When it comes to your accommodation, it is not always a couch what will be available. Many hosts have an extra bed, air mattress, sleeping bags, a separate private bedroom, and of course, a comfy couch, among others. It varies drastically by host and they usually state it on their profile.
Is it safe?
This is a concern most people have when considering to Couchsurf or not, and it is totally valid. You will be staying with someone you don't know, what if he or she is a psycho? Well, let's think of this in a different way. They could think the same of you. What if you are the psycho who will be staying in their home? The question of potential danger is always there, but this is a community of like-minded travelers looking to connect through the act of sharing (whether cultural, social, or simply in the form of a couch), so it is unlikely that you will come into trouble.
To this day, all my experiences have been positive and I've enjoyed all of them. Having said that, I'll be honest by saying that I know of cases in which the host or surfer was robbed, and of people who try to use couchsurfing for sex. Just be alert and read carefully your potential host or surfer's profile, especially the references left by previous hosts and surfers that met him/her. Are they positive references? This will help you avoid those awkward or negative experiences.
How Do You Couchsurf?
In order to Couchsurf, you have to become a member of their site (which is for free), and fill out a profile with certain personal information, hobbies, interests, and other information you're comfortable sharing. This is basically the most important step in becoming a Couchsurfer because it tells everyone who you are. It will make or break your chances of being hosted or being considered as a host.

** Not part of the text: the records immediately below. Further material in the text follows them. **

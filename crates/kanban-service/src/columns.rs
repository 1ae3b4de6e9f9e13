use std::collections::HashSet;

use kanban_core::color::is_valid_hex;
use kanban_core::column::{renumber, Column, CreateColumn, UpdateColumn, DEFAULT_COLUMN_COLOR};
use tracing::info;

use crate::error::{required, ServiceError};
use crate::BoardService;

fn check_color(color: &str) -> Result<(), ServiceError> {
    if is_valid_hex(color) {
        Ok(())
    } else {
        Err(ServiceError::InvalidInput(format!("invalid color '{color}'")))
    }
}

impl BoardService {
    pub fn list_columns(&self, project_id: &str) -> Result<Vec<Column>, ServiceError> {
        self.ensure_project(project_id)?;
        Ok(self.db().list_columns(project_id)?)
    }

    /// Append a column after the current last one.
    pub fn add_column(
        &self,
        project_id: &str,
        title: &str,
        color: Option<&str>,
    ) -> Result<Column, ServiceError> {
        self.ensure_project(project_id)?;
        let title = required("column title", title)?;
        let color = color.unwrap_or(DEFAULT_COLUMN_COLOR);
        check_color(color)?;
        let column = self.db().create_column(
            project_id,
            &CreateColumn {
                title,
                color: color.to_string(),
                position: None,
            },
        )?;
        info!(project = project_id, column = %column.id, "added column");
        Ok(column)
    }

    pub fn update_column(
        &self,
        project_id: &str,
        id: &str,
        update: &UpdateColumn,
    ) -> Result<Column, ServiceError> {
        self.ensure_project(project_id)?;
        let mut update = update.clone();
        if let Some(ref title) = update.title {
            update.title = Some(required("column title", title)?);
        }
        if let Some(ref color) = update.color {
            check_color(color)?;
        }
        Ok(self.db().update_column(project_id, id, &update)?)
    }

    /// Delete a column and every task in it.
    pub fn delete_column(&self, project_id: &str, id: &str) -> Result<(), ServiceError> {
        self.ensure_project(project_id)?;
        self.db().get_column(project_id, id)?;
        self.db().delete_column(project_id, id)?;
        Ok(())
    }

    /// Put the project's columns in the given order and renumber them
    /// 0..n-1. `ordered_ids` must name every column exactly once. The
    /// whole list is written back in one store write.
    pub fn reorder_columns(
        &self,
        project_id: &str,
        ordered_ids: &[String],
    ) -> Result<Vec<Column>, ServiceError> {
        self.ensure_project(project_id)?;
        let mut current = self.db().list_columns(project_id)?;
        let unique: HashSet<&str> = ordered_ids.iter().map(String::as_str).collect();
        if unique.len() != ordered_ids.len() || ordered_ids.len() != current.len() {
            return Err(ServiceError::InvalidInput(format!(
                "expected each of the {} columns exactly once",
                current.len()
            )));
        }

        let mut reordered = Vec::with_capacity(current.len());
        for id in ordered_ids {
            let idx = current
                .iter()
                .position(|c| &c.id == id)
                .ok_or_else(|| ServiceError::NotFound(format!("column {id} in project {project_id}")))?;
            reordered.push(current.swap_remove(idx));
        }
        renumber(&mut reordered);
        self.db().set_columns(project_id, &reordered)?;
        info!(project = project_id, "reordered columns");
        Ok(reordered)
    }

    /// Move one column to `index` (clamped), shifting the others.
    pub fn move_column(
        &self,
        project_id: &str,
        id: &str,
        index: usize,
    ) -> Result<Vec<Column>, ServiceError> {
        let mut ids: Vec<String> = self
            .list_columns(project_id)?
            .into_iter()
            .map(|c| c.id)
            .collect();
        let from = ids
            .iter()
            .position(|c| c == id)
            .ok_or_else(|| ServiceError::NotFound(format!("column {id} in project {project_id}")))?;
        let moved = ids.remove(from);
        ids.insert(index.min(ids.len()), moved);
        self.reorder_columns(project_id, &ids)
    }
}

#[cfg(test)]
mod tests {
    use kanban_db::keys::columns_key;
    use kanban_db::Db;

    use super::*;

    fn service() -> BoardService {
        BoardService::new(Db::open_in_memory())
    }

    fn ids(columns: &[Column]) -> Vec<&str> {
        columns.iter().map(|c| c.id.as_str()).collect()
    }

    fn positions(columns: &[Column]) -> Vec<i64> {
        columns.iter().map(|c| c.position).collect()
    }

    #[test]
    fn add_column_defaults_color_and_validates() {
        let svc = service();
        let col = svc.add_column("project-default", " Blocked ", None).unwrap();
        assert_eq!(col.title, "Blocked");
        assert_eq!(col.color, DEFAULT_COLUMN_COLOR);
        assert!(svc.add_column("project-default", "", None).is_err());
        assert!(svc.add_column("project-default", "QA", Some("teal")).is_err());
    }

    #[test]
    fn reorder_yields_dense_positions() {
        let svc = service();
        let order: Vec<String> = ["col-completed", "col-todo", "col-in-review", "col-in-progress"]
            .iter()
            .map(|s| s.to_string())
            .collect();
        let cols = svc.reorder_columns("project-default", &order).unwrap();
        assert_eq!(positions(&cols), [0, 1, 2, 3]);
        let stored = svc.list_columns("project-default").unwrap();
        assert_eq!(ids(&stored), order.iter().map(String::as_str).collect::<Vec<_>>());
        assert_eq!(positions(&stored), [0, 1, 2, 3]);
    }

    #[test]
    fn reorder_closes_gaps() {
        let svc = service();
        svc.update_column(
            "project-default",
            "col-in-review",
            &UpdateColumn {
                position: Some(40),
                ..Default::default()
            },
        )
        .unwrap();
        let order: Vec<String> = svc.list_columns("project-default").unwrap().into_iter().map(|c| c.id).collect();
        let cols = svc.reorder_columns("project-default", &order).unwrap();
        assert_eq!(positions(&cols), [0, 1, 2, 3]);
    }

    #[test]
    fn reorder_rejects_partial_or_duplicate_orders() {
        let svc = service();
        let before = svc.list_columns("project-default").unwrap();
        let partial = vec!["col-todo".to_string()];
        assert!(svc.reorder_columns("project-default", &partial).is_err());
        let dupes: Vec<String> = ["col-todo", "col-todo", "col-in-review", "col-completed"]
            .iter()
            .map(|s| s.to_string())
            .collect();
        assert!(svc.reorder_columns("project-default", &dupes).is_err());
        let unknown: Vec<String> = ["col-todo", "col-x", "col-in-review", "col-completed"]
            .iter()
            .map(|s| s.to_string())
            .collect();
        assert!(matches!(
            svc.reorder_columns("project-default", &unknown),
            Err(ServiceError::NotFound(_))
        ));
        assert_eq!(svc.list_columns("project-default").unwrap(), before);
    }

    #[test]
    fn move_column_shifts_neighbours() {
        let svc = service();
        let cols = svc.move_column("project-default", "col-completed", 0).unwrap();
        assert_eq!(
            ids(&cols),
            ["col-completed", "col-todo", "col-in-progress", "col-in-review"]
        );
        let cols = svc.move_column("project-default", "col-completed", 99).unwrap();
        assert_eq!(ids(&cols)[3], "col-completed");
        assert_eq!(positions(&cols), [0, 1, 2, 3]);
    }

    #[test]
    fn unknown_project_gets_no_columns() {
        let svc = service();
        assert!(matches!(
            svc.add_column("project-never-existed", "QA", None),
            Err(ServiceError::NotFound(_))
        ));
        assert!(svc.list_columns("project-never-existed").is_err());
        assert!(!svc
            .db()
            .kv()
            .exists(&columns_key("project-never-existed"))
            .unwrap());
    }

    #[test]
    fn delete_unknown_column_is_not_found() {
        let svc = service();
        assert!(matches!(
            svc.delete_column("project-default", "col-nope"),
            Err(ServiceError::NotFound(_))
        ));
    }
}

After that, you simply start searching for hosts in your destination of choice.
How to find a host?
The ease of finding hosts varies dramatically between cities. For example, in Amsterdam I found a host on the first request I sent; yet in Brunei I was very lucky to find a host after my 16th request. In Maldives, nada! But, these tips will help you improve your chances of finding a good host quickly.
- Spend some time filling out your profile, and be honest! Your host will definitely read it because he/she will want to know who is going to stay at their place.
- Upload several pictures of yourself to help establish that visual trust. If you're interested in hosting, its also nice to have a picture of your couch for reference.
- Filter your search with gender, location, verification level, keywords, age or others if you're interested only in certain types of hosts. I personally don't filter like that. I filter through the manual reading of profiles.
- Read the full profile of potential hosts. Do they look nice? Would you trust staying with them?
- Request to surf with a personalized message. Include something that lets them know you've read their profile. Do you share a hobby? Like something in particular? Also, briefly describe yourself and why you want to Couchsurf with them.
- When you have your host, establish an additional contact method. If possible, exchange emails or phone numbers to facilitate communication once you are in the city.
Last but not least, while Couchsurfing is experienced mostly through hosting and surfing, know that this is not the only way to be part of it. Several couchsurfers participate only to meet people for a drink or dinner, or to show them around the city. Others simply enjoy the weekly/monthly Couchsurfing meetups held in several cities around the world. How far will you want to participate in Couchsurfing is up to you.
Now, are you ready to Couchsurf?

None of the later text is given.